On the contrary, in Massachusetts hundreds have died at the hands of the police, by being put in harmful restraints and by suicide, in recent years. Despite this terrible toll on the community, the “liberal” Boston Globe focused on homicides involving people who may only have been suspected of having a mental health diagnosis, asserting that police involvement was necessary to protect the public.
In a well-organized action, the mental health community and other people with the lived experience of disability turned out to picket the Globe for more than three hours. Peer leaders and members of recovery clubs, M-POWER, ADAPT, the Boston Center for Independent Living, Recovery Learning Communities and others from across the state of Massachusetts came out in force. A handful of nonprofit agency staff were present.
This action, unprecedented for its large turnout, was a pure fightback by the rank and file for the very survival of their community. Nine of their number occupied the Globe entrance and were arrested by Boston police, who had a state police contingent “on the ready” nearby. One protester had his banner ripped out of his hands by a Globe security employee and fought back to retrieve it, only to be the first arrested, put in handcuffs and placed in the police wagon by Boston police.

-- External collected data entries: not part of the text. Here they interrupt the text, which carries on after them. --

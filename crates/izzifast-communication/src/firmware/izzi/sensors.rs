//! Sensor table
//!
//! Decode rules for values the unit reports in status frames, with the last
//! value seen for change detection.

use super::constants::*;
use super::frame::Frame;
use izzifast_core::SensorId;

/// How a status byte is interpreted
#[derive(Debug, Clone, Copy, PartialEq, Eq)]
pub enum Decode {
    /// Two's-complement byte (temperatures)
    Signed8,
    /// Plain unsigned byte (states and flags)
    Unsigned8,
}

impl Decode {
    /// Decode the byte at `offset`
    pub fn read(&self, frame: &Frame, offset: usize) -> i32 {
        match self {
            Decode::Signed8 => i32::from(frame.i8_at(offset)),
            Decode::Unsigned8 => i32::from(frame.u8_at(offset)),
        }
    }
}

/// One decoded status field
#[derive(Debug, Clone, PartialEq, Eq)]
pub struct SensorEntry {
    pub id: SensorId,
    /// `None` until the first observation, and again after a forced update
    pub last_value: Option<i32>,
    pub byte_offset: usize,
    pub decode: Decode,
}

impl SensorEntry {
    fn new(id: SensorId, byte_offset: usize, decode: Decode) -> Self {
        Self {
            id,
            last_value: None,
            byte_offset,
            decode,
        }
    }
}

/// Status-frame decode table
#[derive(Debug, Clone)]
pub struct SensorTable {
    entries: Vec<SensorEntry>,
}

impl Default for SensorTable {
    fn default() -> Self {
        Self::new()
    }
}

impl SensorTable {
    /// Table for the iZZi ERV 300 status layout
    pub fn new() -> Self {
        Self {
            entries: vec![
                SensorEntry::new(SensorId::SupplyTemperature, STATUS_SUPPLY_TEMP_INDEX, Decode::Signed8),
                SensorEntry::new(SensorId::ExtractTemperature, STATUS_EXTRACT_TEMP_INDEX, Decode::Signed8),
                SensorEntry::new(SensorId::ExhaustTemperature, STATUS_EXHAUST_TEMP_INDEX, Decode::Signed8),
                SensorEntry::new(SensorId::OutdoorTemperature, STATUS_OUTDOOR_TEMP_INDEX, Decode::Signed8),
                SensorEntry::new(SensorId::BypassState, STATUS_BYPASS_STATE_INDEX, Decode::Unsigned8),
                SensorEntry::new(SensorId::CoverState, STATUS_COVER_STATE_INDEX, Decode::Unsigned8),
                SensorEntry::new(SensorId::DefrostState, STATUS_DEFROST_STATE_INDEX, Decode::Unsigned8),
            ],
        }
    }

    /// Decode every field of a status frame
    ///
    /// Returns the ids whose value differs from the last one seen, including
    /// ids observed for the first time.
    pub fn apply_status_frame(&mut self, frame: &Frame) -> Vec<SensorId> {
        let mut changed = Vec::new();
        for entry in &mut self.entries {
            let current = entry.decode.read(frame, entry.byte_offset);
            if entry.last_value != Some(current) {
                entry.last_value = Some(current);
                changed.push(entry.id);
            }
        }
        changed
    }

    /// Last decoded value of `id`
    pub fn value(&self, id: SensorId) -> Option<i32> {
        self.entry(id).and_then(|e| e.last_value)
    }

    /// Forget the cached value so the next frame republishes it
    ///
    /// Returns false if `id` is not a status field.
    pub fn reset(&mut self, id: SensorId) -> bool {
        match self.entries.iter_mut().find(|e| e.id == id) {
            Some(entry) => {
                entry.last_value = None;
                true
            }
            None => false,
        }
    }

    pub fn entries(&self) -> &[SensorEntry] {
        &self.entries
    }

    fn entry(&self, id: SensorId) -> Option<&SensorEntry> {
        self.entries.iter().find(|e| e.id == id)
    }
}
//! iZZi ERV 300 protocol
//!
//! Frame layout, the three value tables (sensors, actuators, virtual values)
//! and the controller that runs them against a transport.

pub mod actuators;
pub mod constants;
pub mod controller;
pub mod frame;
pub mod sensors;
pub mod virtuals;

pub use actuators::{ActuatorCommand, ActuatorEntry, ActuatorTable};
pub use constants::{DEFAULT_COMMAND_FRAME, DEFAULT_TCP_PORT, FRAME_LEN, SERIAL_BAUD_RATE};
pub use controller::{ControllerTiming, IzziController};
pub use frame::{Frame, FrameKind};
pub use sensors::{Decode, SensorEntry, SensorTable};
pub use virtuals::{efficiency, ComputationError, VirtualEntry, VirtualTable};
//! TCP transport
//!
//! Connects to a serial-to-Ethernet bridge that relays the unit's bus
//! verbatim. Reads use the socket read timeout; writes go out in one
//! `write_all` per frame.

use super::{framing, Transport, TransportResult};
use crate::firmware::izzi::Frame;
use izzifast_core::ConnectionError;
use std::io::Write;
use std::net::{Shutdown, TcpStream, ToSocketAddrs};
use std::time::Duration;

/// Upper bound for establishing the TCP connection
const CONNECT_TIMEOUT: Duration = Duration::from_secs(5);
/// Read timeout while draining stale input after connecting
const DRAIN_TIMEOUT: Duration = Duration::from_millis(10);

/// Information about a TCP bridge endpoint
#[derive(Debug, Clone, PartialEq, Eq)]
pub struct TcpConnectionInfo {
    /// Host name or address
    pub host: String,
    /// Port number
    pub port: u16,
}

impl std::fmt::Display for TcpConnectionInfo {
    fn fmt(&self, f: &mut std::fmt::Formatter<'_>) -> std::fmt::Result {
        write!(f, "{}:{}", self.host, self.port)
    }
}

/// Transport over a TCP stream socket
pub struct TcpTransport {
    info: TcpConnectionInfo,
    stream: Option<TcpStream>,
}

impl TcpTransport {
    /// Create an unconnected transport for `host:port`
    pub fn new(host: impl Into<String>, port: u16) -> Self {
        Self {
            info: TcpConnectionInfo {
                host: host.into(),
                port,
            },
            stream: None,
        }
    }

    pub fn info(&self) -> &TcpConnectionInfo {
        &self.info
    }

    fn open_stream(&self) -> TransportResult<TcpStream> {
        let endpoint = self.info.to_string();
        let addrs = (self.info.host.as_str(), self.info.port)
            .to_socket_addrs()
            .map_err(|e| ConnectionError::FailedToOpen {
                endpoint: endpoint.clone(),
                reason: format!("address resolution failed: {}", e),
            })?;

        let mut last_error = None;
        for addr in addrs {
            match TcpStream::connect_timeout(&addr, CONNECT_TIMEOUT) {
                Ok(stream) => return Ok(stream),
                Err(e) => last_error = Some(e),
            }
        }

        Err(ConnectionError::FailedToOpen {
            endpoint,
            reason: last_error
                .map(|e| e.to_string())
                .unwrap_or_else(|| "no addresses resolved".to_string()),
        })
    }

    fn stream_mut(&mut self) -> TransportResult<&mut TcpStream> {
        self.stream.as_mut().ok_or(ConnectionError::NotConnected)
    }
}

impl Transport for TcpTransport {
    fn connect(&mut self) -> TransportResult<()> {
        if self.stream.is_some() {
            return Ok(());
        }

        let mut stream = self.open_stream()?;
        stream.set_nodelay(true)?;
        stream.set_read_timeout(Some(DRAIN_TIMEOUT))?;
        framing::drain(&mut stream)?;

        tracing::info!("TCP connection to {} established", self.info);
        self.stream = Some(stream);
        Ok(())
    }

    fn disconnect(&mut self) {
        if let Some(stream) = self.stream.take() {
            if let Err(e) = stream.shutdown(Shutdown::Both) {
                tracing::debug!("Shutdown of {} failed: {}", self.info, e);
            }
            tracing::info!("TCP connection to {} closed", self.info);
        }
    }

    fn is_connected(&self) -> bool {
        self.stream.is_some()
    }

    fn read_frame(&mut self, timeout: Duration) -> TransportResult<Option<Frame>> {
        let stream = self.stream_mut()?;
        // A zero timeout would mean "block forever"
        stream.set_read_timeout(Some(timeout.max(Duration::from_millis(1))))?;
        framing::read_frame(stream)
    }

    fn write_frame(&mut self, frame: &Frame) -> TransportResult<()> {
        let stream = self.stream_mut()?;
        tracing::debug!("TX {}", frame.to_hex());
        stream
            .write_all(frame.as_bytes())
            .and_then(|_| stream.flush())
            .map_err(|e| ConnectionError::WriteFailed {
                reason: e.to_string(),
            })
    }

    fn endpoint(&self) -> String {
        self.info.to_string()
    }
}
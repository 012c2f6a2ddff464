use izzifast::{
    BypassMode, Config, ControllerTiming, IzziController, IzzifastBridge, Role, SensorEvent,
    SensorId, SensorValue, Transport, ValidationError, VentMode,
};
use izzifast_communication::firmware::izzi::constants::*;
use izzifast_communication::{Frame, TransportResult};
use parking_lot::Mutex;
use std::collections::VecDeque;
use std::sync::Arc;
use std::time::{Duration, Instant};
use tokio::sync::broadcast;

/// Replays status frames and records every written frame
#[derive(Clone, Default)]
struct FakeUnit {
    pending: Arc<Mutex<VecDeque<Frame>>>,
    written: Arc<Mutex<Vec<Frame>>>,
}

struct FakeTransport {
    unit: FakeUnit,
    connected: bool,
}

impl Transport for FakeTransport {
    fn connect(&mut self) -> TransportResult<()> {
        self.connected = true;
        Ok(())
    }

    fn disconnect(&mut self) {
        self.connected = false;
    }

    fn is_connected(&self) -> bool {
        self.connected
    }

    fn read_frame(&mut self, timeout: Duration) -> TransportResult<Option<Frame>> {
        let next = self.unit.pending.lock().pop_front();
        match next {
            Some(frame) => Ok(Some(frame)),
            None => {
                std::thread::sleep(timeout);
                Ok(None)
            }
        }
    }

    fn write_frame(&mut self, frame: &Frame) -> TransportResult<()> {
        self.unit.written.lock().push(*frame);
        Ok(())
    }

    fn endpoint(&self) -> String {
        "fake-unit".to_string()
    }
}

fn status_frame() -> Frame {
    let mut frame = Frame::new([0u8; FRAME_LEN]);
    frame.set(FRAME_ID_INDEX, STATUS_FRAME_ID);
    frame.set(STATUS_OUTDOOR_TEMP_INDEX, 2);
    frame.set(STATUS_SUPPLY_TEMP_INDEX, 17);
    frame.set(STATUS_EXTRACT_TEMP_INDEX, 22);
    frame
}

fn bridge(config: &Config) -> (IzzifastBridge, FakeUnit) {
    let unit = FakeUnit::default();
    let transport = Box::new(FakeTransport {
        unit: unit.clone(),
        connected: false,
    });
    let timing = ControllerTiming {
        read_timeout: Duration::from_millis(20),
        reconnect_backoff: Duration::from_millis(5),
        write_pacing: Duration::from_millis(1),
    };
    let controller = IzziController::with_timing(transport, config.role, timing);
    (IzzifastBridge::with_controller(config, controller), unit)
}

async fn wait_for_write(unit: &FakeUnit) -> Frame {
    let deadline = Instant::now() + Duration::from_secs(5);
    loop {
        if let Some(frame) = unit.written.lock().first().copied() {
            return frame;
        }
        assert!(Instant::now() < deadline, "no frame written");
        tokio::time::sleep(Duration::from_millis(5)).await;
    }
}

fn drain(events: &mut broadcast::Receiver<SensorEvent>) -> Vec<SensorEvent> {
    let mut seen = Vec::new();
    while let Ok(event) = events.try_recv() {
        seen.push(event);
    }
    seen
}

#[tokio::test]
async fn test_startup_settings_and_fan_percentage_reach_the_bus() {
    let config = Config {
        extract_correction: 10,
        bypass_temp: 21,
        bypass_mode: BypassMode::Open,
        ..Config::default()
    };
    let (mut bridge, unit) = bridge(&config);
    let mut events = bridge.subscribe();

    bridge.set_percentage(50).unwrap();
    unit.pending.lock().extend([status_frame(), status_frame()]);
    bridge.connect().await.unwrap();

    let frame = wait_for_write(&unit).await;
    bridge.disconnect().await.unwrap();

    assert_eq!(frame.u8_at(CMD_SUPPLY_FAN_SPEED_INDEX), 45);
    assert_eq!(frame.u8_at(CMD_EXTRACT_FAN_SPEED_INDEX), 50);
    assert_eq!(frame.u8_at(CMD_UNIT_STATE_INDEX), CMD_UNIT_STATE_ON);
    assert_eq!(frame.u8_at(CMD_BYPASS_TEMP_INDEX), 21);
    assert_eq!(frame.u8_at(CMD_BYPASS_MODE_INDEX), BypassMode::Open.code());

    let seen = drain(&mut events);
    assert!(seen.contains(&SensorEvent {
        id: SensorId::FanMode,
        value: SensorValue::Value(50),
    }));
    assert!(seen.contains(&SensorEvent {
        id: SensorId::ExtractCorrection,
        value: SensorValue::Value(10),
    }));
    assert!(seen.contains(&SensorEvent {
        id: SensorId::OutdoorTemperature,
        value: SensorValue::Value(2),
    }));
    // (17 - 2) / (22 - 2) * 100
    assert_eq!(bridge.value(SensorId::Efficiency), Some(SensorValue::Value(75)));
}

#[tokio::test]
async fn test_rejected_startup_temperature_keeps_default() {
    // 17 passes config validation but not the controller's window
    let config = Config {
        bypass_temp: 17,
        ..Config::default()
    };
    let (mut bridge, unit) = bridge(&config);
    unit.pending.lock().extend([status_frame(), status_frame()]);
    bridge.connect().await.unwrap();

    let frame = wait_for_write(&unit).await;
    bridge.disconnect().await.unwrap();
    assert_eq!(
        frame.u8_at(CMD_BYPASS_TEMP_INDEX),
        DEFAULT_COMMAND_FRAME[CMD_BYPASS_TEMP_INDEX]
    );
}

#[tokio::test]
async fn test_slave_bridge_never_writes() {
    let config = Config {
        role: Role::Slave,
        ..Config::default()
    };
    let (mut bridge, unit) = bridge(&config);
    unit.pending
        .lock()
        .extend([status_frame(), status_frame(), status_frame()]);
    bridge.connect().await.unwrap();

    let deadline = Instant::now() + Duration::from_secs(5);
    while bridge.value(SensorId::Efficiency).is_none() && Instant::now() < deadline {
        tokio::time::sleep(Duration::from_millis(5)).await;
    }
    tokio::time::sleep(Duration::from_millis(50)).await;
    bridge.disconnect().await.unwrap();

    assert!(unit.written.lock().is_empty());
    assert_eq!(bridge.controller().role(), Role::Slave);
}

#[test]
fn test_fan_percentage_window() {
    let (bridge, _unit) = bridge(&Config::default());
    assert_eq!(
        bridge.set_fan_speed(19),
        Err(ValidationError::FanPercentage(19))
    );
    assert_eq!(
        bridge.set_fan_speed(101),
        Err(ValidationError::FanPercentage(101))
    );
    assert!(bridge.set_fan_speed(20).is_ok());
    assert!(bridge.set_percentage(10).is_err());
    assert!(!bridge.is_on());
}

#[test]
fn test_percentage_zero_turns_off_and_is_published() {
    let (bridge, _unit) = bridge(&Config::default());
    let mut events = bridge.subscribe();
    bridge.set_percentage(0).unwrap();
    assert!(bridge.is_on());
    assert_eq!(bridge.value(SensorId::FanMode), Some(SensorValue::Value(0)));

    bridge.turn_on(None).unwrap();
    assert_eq!(bridge.value(SensorId::FanMode), Some(SensorValue::Value(40)));
    assert_eq!(drain(&mut events).len(), 2);
}

#[test]
fn test_force_update_republishes_host_value() {
    let (bridge, _unit) = bridge(&Config::default());
    bridge.turn_on(Some(60)).unwrap();
    let mut events = bridge.subscribe();
    bridge.force_update(SensorId::FanMode);
    assert_eq!(
        drain(&mut events),
        vec![SensorEvent {
            id: SensorId::FanMode,
            value: SensorValue::Value(60),
        }]
    );
}

#[test]
fn test_mode_names() {
    let (bridge, _unit) = bridge(&Config::default());
    assert!(bridge.set_bypass_mode_name("closed").is_ok());
    assert!(matches!(
        bridge.set_bypass_mode_name("sometimes"),
        Err(ValidationError::UnknownName { .. })
    ));
    assert!(bridge.set_vent_mode_name("open windows").is_ok());
    assert!(bridge.set_vent_mode(VentMode::CookerHood).is_ok());
    assert!(bridge.set_vent_mode_name("sauna").is_err());
    assert_eq!(bridge.unique_id(), "_iZZi_300_ERV_FE");
    assert_eq!(bridge.name(), "iZZi ERV 300");
}

#[test]
fn test_bridge_from_config_file() {
    let dir = tempfile::TempDir::new().unwrap();
    let path = dir.path().join("izzifast.toml");
    std::fs::write(
        &path,
        r#"
name = "Attic ERV"
extract_correction = -5
role = "slave"

[connection]
type = "tcp"
host = "192.168.1.40"
"#,
    )
    .unwrap();

    let config = Config::load_from_file(&path).unwrap();
    let bridge = IzzifastBridge::from_config(&config).unwrap();
    assert_eq!(bridge.name(), "Attic ERV");
    assert_eq!(bridge.extract_correction(), -5);
    assert_eq!(bridge.controller().endpoint(), "192.168.1.40:8234");
    assert_eq!(bridge.controller().role(), Role::Slave);
    assert!(!bridge.controller().is_running());
}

The crowd’s anger grew louder as one by one their brothers and sisters were arrested. No Globe reporter took a photograph or interviewed one person in the aftermath of this scene of terror unleashed on the community.
Denise Jackson and Brian Shea helped organize the action and joined with other leaders of the protest to confront Scott Allen, the author of the original Globe article, earlier in the day. “We told him he didn’t do enough research. He should have interviewed community leaders. I just wish I could have been arrested today,” Denise Jackson told Workers World.
The community also protested the recent decision of MassHealth, the state’s Medicaid and children’s health insurance program, to disallow overtime pay for personal care attendants. Some 35,000 of these attendants belong to District 1199/SEIU, the single largest Service Employees union in the state. The decision is very harmful to people with disabilities, who depend on quality care from the same PCA they have worked with over the years, but who now may not be available. This is a basic survival issue.
Longtime activist Brian Shea said: “People are continuing to organize. This is just a start, a resurgence. This is just further proof that wherever there is oppression, there is struggle.”